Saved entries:
-*-*-

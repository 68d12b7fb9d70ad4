//! Page navigation and tick cadence
//!
//! Four buttons select four pages. Pressing a button always re-enters its
//! page, so pressing the active page's button restarts it.

pub mod debounce;
pub mod scheduler;

pub use debounce::Debouncer;
pub use scheduler::{Due, PageScheduler};

/// Screen pages
#[derive(Debug, Clone, Copy, PartialEq, Eq)]
#[cfg_attr(feature = "defmt", derive(defmt::Format))]
pub enum Page {
    /// Date and time, refreshed once a second
    Clock,
    /// A random quote, drawn once on entry
    Quote,
    /// Bouncing ball animation
    Ball,
    /// Progressive Mandelbrot zoom
    Mandelbrot,
}

impl Page {
    /// Page selected by `button`
    pub const fn for_button(button: Button) -> Self {
        match button {
            Button::A => Page::Clock,
            Button::B => Page::Quote,
            Button::X => Page::Ball,
            Button::Y => Page::Mandelbrot,
        }
    }

    /// Whether the page redraws on the frame cadence
    pub const fn is_animated(&self) -> bool {
        matches!(self, Page::Ball | Page::Mandelbrot)
    }
}

/// Front-panel buttons
#[derive(Debug, Clone, Copy, PartialEq, Eq)]
#[cfg_attr(feature = "defmt", derive(defmt::Format))]
pub enum Button {
    A,
    B,
    X,
    Y,
}

impl Button {
    pub const ALL: [Button; 4] = [Button::A, Button::B, Button::X, Button::Y];

    /// Position in [`Button::ALL`]
    pub const fn index(self) -> usize {
        self as usize
    }
}
//! Per-button press debouncing

use crate::traits::elapsed_ms;

use super::Button;

pub const DEFAULT_DEBOUNCE_MS: u32 = 200;

/// Reports a press when a button reads active and more than the debounce
/// interval has passed since that button's last reported press
///
/// A held button repeats once per interval.
#[derive(Debug, Clone)]
pub struct Debouncer {
    debounce_ms: u32,
    last_press: [Option<u32>; 4],
}

impl Default for Debouncer {
    fn default() -> Self {
        Self::new(DEFAULT_DEBOUNCE_MS)
    }
}

impl Debouncer {
    pub const fn new(debounce_ms: u32) -> Self {
        Self {
            debounce_ms,
            last_press: [None; 4],
        }
    }

    /// Feed one sample; returns true if this sample is a new press
    pub fn update(&mut self, button: Button, active: bool, now_ms: u32) -> bool {
        if !active {
            return false;
        }

        let slot = &mut self.last_press[button.index()];
        let accept = match *slot {
            Some(last) => elapsed_ms(last, now_ms) > self.debounce_ms,
            None => true,
        };
        if accept {
            *slot = Some(now_ms);
        }
        accept
    }
}
//! Pixel transport trait for the RGB565 panel

use crate::color::Rgb565;

/// Panel width in pixels
pub const SCREEN_WIDTH: u16 = 320;

/// Panel height in pixels
pub const SCREEN_HEIGHT: u16 = 240;

/// Width of the frame drawn around the animation pages
pub const BORDER: u16 = 1;

/// Words pushed per call when streaming a solid color
const FILL_CHUNK: usize = 64;

/// Windowed pixel transport
///
/// Mirrors how the panel controller is fed: select a rectangular window,
/// then stream pixels into it row-major. Pixels passed to
/// [`PixelSink::push_pixels`] are already byte-swapped for the wire
/// (see [`Rgb565::swapped`]). Consecutive pushes continue in the same
/// window.
///
/// The engines treat drawing as fire-and-forget, so these methods do not
/// return errors. Implementations that can fail keep their own fault state.
pub trait PixelSink {
    /// Select the inclusive target region `(x0, y0)..=(x1, y1)`
    fn set_window(&mut self, x0: u16, y0: u16, x1: u16, y1: u16);

    /// Append pre-swapped pixels to the current window
    fn push_pixels(&mut self, pixels: &[u16]);

    /// Fill the whole surface with one color
    fn fill_screen(&mut self, color: Rgb565);

    /// Write one row of pre-swapped pixels starting at `(x, y)`
    fn push_row(&mut self, x: u16, y: u16, pixels: &[u16]) {
        if pixels.is_empty() {
            return;
        }
        let x1 = x + pixels.len() as u16 - 1;
        self.set_window(x, y, x1, y);
        self.push_pixels(pixels);
    }

    /// Fill a `width` x `height` rectangle with a solid color
    fn fill_rect(&mut self, x: u16, y: u16, width: u16, height: u16, color: Rgb565) {
        if width == 0 || height == 0 {
            return;
        }
        self.set_window(x, y, x + width - 1, y + height - 1);

        let chunk = [color.swapped(); FILL_CHUNK];
        let mut remaining = width as usize * height as usize;
        while remaining > 0 {
            let n = remaining.min(FILL_CHUNK);
            self.push_pixels(&chunk[..n]);
            remaining -= n;
        }
    }
}
use std::path::Path;
use std::sync::Arc;

use axum::body::Body;
use axum::http::{header, Request, StatusCode};
use http_body_util::BodyExt;
use tower::util::ServiceExt;

use analyzer::FeatureScaler;
use classifier::{Classify, Data, PredictedLabels};
use codec::Ingest;
use server::routes::router;
use server::state::AppState;

struct StubClassifier(Vec<f32>);

impl Classify for StubClassifier {
    fn classify(&self, data: &Data) -> anyhow::Result<PredictedLabels> {
        anyhow::ensure!(data.shape() == [1, 26], "unexpected input shape");
        Ok(PredictedLabels::from_vec(self.0.clone()))
    }
}

struct FailingClassifier;

impl Classify for FailingClassifier {
    fn classify(&self, _data: &Data) -> anyhow::Result<PredictedLabels> {
        anyhow::bail!("runtime rejected the tensor")
    }
}

fn test_state(scratch: &Path, classifier: Arc<dyn Classify>) -> AppState {
    AppState::new(
        classifier,
        FeatureScaler::trained(),
        Ingest::new(scratch).unwrap(),
    )
}

fn multipart_body(field: &str, filename: &str, bytes: &[u8]) -> (String, Vec<u8>) {
    let boundary = "test-boundary";
    let mut body = Vec::new();
    body.extend_from_slice(format!("--{boundary}\r\n").as_bytes());
    body.extend_from_slice(
        format!("Content-Disposition: form-data; name=\"{field}\"; filename=\"{filename}\"\r\n")
            .as_bytes(),
    );
    body.extend_from_slice(b"Content-Type: application/octet-stream\r\n\r\n");
    body.extend_from_slice(bytes);
    body.extend_from_slice(format!("\r\n--{boundary}--\r\n").as_bytes());
    (format!("multipart/form-data; boundary={boundary}"), body)
}

fn wav_fixture() -> Vec<u8> {
    let spec = hound::WavSpec {
        channels: 1,
        sample_rate: 16_000,
        bits_per_sample: 16,
        sample_format: hound::SampleFormat::Int,
    };
    let mut cursor = std::io::Cursor::new(Vec::new());
    {
        let mut writer = hound::WavWriter::new(&mut cursor, spec).unwrap();
        for i in 0..16_000 {
            let s = (2.0 * std::f32::consts::PI * 440.0 * i as f32 / 16_000.0).sin();
            writer
                .write_sample((s * 0.5 * f32::from(i16::MAX)) as i16)
                .unwrap();
        }
        writer.finalize().unwrap();
    }
    cursor.into_inner()
}

async fn post_analyze(
    state: AppState,
    content_type: &str,
    body: Vec<u8>,
) -> (StatusCode, serde_json::Value) {
    let response = router(state)
        .oneshot(
            Request::builder()
                .method("POST")
                .uri("/analyze")
                .header(header::CONTENT_TYPE, content_type)
                .body(Body::from(body))
                .unwrap(),
        )
        .await
        .unwrap();

    let status = response.status();
    let bytes = response.into_body().collect().await.unwrap().to_bytes();
    (status, serde_json::from_slice(&bytes).unwrap())
}

#[tokio::test]
async fn missing_file_field_is_a_400() {
    let scratch = tempfile::tempdir().unwrap();
    let state = test_state(scratch.path(), Arc::new(StubClassifier(vec![0.2, 0.8])));

    let (content_type, body) = multipart_body("other", "clip.wav", b"data");
    let (status, json) = post_analyze(state, &content_type, body).await;

    assert_eq!(status, StatusCode::BAD_REQUEST);
    assert_eq!(json["error"], "No file uploaded");
}

#[tokio::test]
async fn corrupt_audio_degrades_to_unknown() {
    let scratch = tempfile::tempdir().unwrap();
    let state = test_state(scratch.path(), Arc::new(StubClassifier(vec![0.2, 0.8])));

    let (content_type, body) = multipart_body("file", "clip.wav", b"definitely not audio");
    let (status, json) = post_analyze(state, &content_type, body).await;

    assert_eq!(status, StatusCode::OK);
    assert_eq!(json["label"], "UNKNOWN");
    assert_eq!(json["confidence"], 0.0);
    assert_eq!(json["probabilities"].as_array().unwrap().len(), 0);
    assert_eq!(json["spectrogram"], "");
    assert_eq!(json["filename"], "clip.wav");
}

#[tokio::test]
async fn valid_wav_is_classified() {
    let scratch = tempfile::tempdir().unwrap();
    let state = test_state(scratch.path(), Arc::new(StubClassifier(vec![0.2, 0.8])));

    let (content_type, body) = multipart_body("file", "voice sample.wav", &wav_fixture());
    let (status, json) = post_analyze(state, &content_type, body).await;

    assert_eq!(status, StatusCode::OK);
    assert_eq!(json["label"], "REAL");
    assert_eq!(json["feature_count"], 26);
    assert_eq!(json["probabilities"].as_array().unwrap().len(), 2);
    assert!((json["confidence"].as_f64().unwrap() - 0.8).abs() < 1e-6);
    assert_eq!(json["filename"], "voice_sample.wav");
}

#[tokio::test]
async fn repeated_analysis_is_deterministic() {
    let scratch = tempfile::tempdir().unwrap();

    let mut replies = Vec::new();
    for _ in 0..2 {
        let state = test_state(scratch.path(), Arc::new(StubClassifier(vec![0.9, 0.1])));
        let (content_type, body) = multipart_body("file", "clip.wav", &wav_fixture());
        let (status, json) = post_analyze(state, &content_type, body).await;
        assert_eq!(status, StatusCode::OK);
        replies.push(json);
    }

    assert_eq!(replies[0]["label"], replies[1]["label"]);
    assert_eq!(replies[0]["confidence"], replies[1]["confidence"]);
    assert_eq!(replies[0]["probabilities"], replies[1]["probabilities"]);
}

#[tokio::test]
async fn classifier_failure_degrades_to_unknown() {
    let scratch = tempfile::tempdir().unwrap();
    let state = test_state(scratch.path(), Arc::new(FailingClassifier));

    let (content_type, body) = multipart_body("file", "clip.wav", &wav_fixture());
    let (status, json) = post_analyze(state, &content_type, body).await;

    assert_eq!(status, StatusCode::OK);
    assert_eq!(json["label"], "UNKNOWN");
    assert_eq!(json["probabilities"].as_array().unwrap().len(), 0);
}

#[tokio::test]
async fn scratch_files_do_not_outlive_the_request() {
    let scratch = tempfile::tempdir().unwrap();

    for payload in [b"garbage".to_vec(), wav_fixture()] {
        let state = test_state(scratch.path(), Arc::new(StubClassifier(vec![0.2, 0.8])));
        let (content_type, body) = multipart_body("file", "clip.wav", &payload);
        let (status, _) = post_analyze(state, &content_type, body).await;
        assert_eq!(status, StatusCode::OK);
    }

    let leftovers: Vec<_> = std::fs::read_dir(scratch.path())
        .unwrap()
        .collect::<Result<Vec<_>, _>>()
        .unwrap();
    assert!(
        leftovers.is_empty(),
        "scratch files left behind: {leftovers:?}"
    );
}

#[tokio::test]
async fn health_endpoint_answers() {
    let scratch = tempfile::tempdir().unwrap();
    let state = test_state(scratch.path(), Arc::new(StubClassifier(vec![0.2, 0.8])));

    let response = router(state)
        .oneshot(
            Request::builder()
                .uri("/health")
                .body(Body::empty())
                .unwrap(),
        )
        .await
        .unwrap();

    assert_eq!(response.status(), StatusCode::OK);
    let bytes = response.into_body().collect().await.unwrap().to_bytes();
    let json: serde_json::Value = serde_json::from_slice(&bytes).unwrap();
    assert_eq!(json["status"], "ok");
}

-*-*-

* EXERCISE DESCRIPTION:
Working through the data above, find every line holding "active" and copy it.

* EXERCISE SOLUTION:
//! page, so pressing the active page's button restarts it.
/// Reports a press when a button reads active and more than the debounce
    pub fn update(&mut self, button: Button, active: bool, now_ms: u32) -> bool {
        if !active {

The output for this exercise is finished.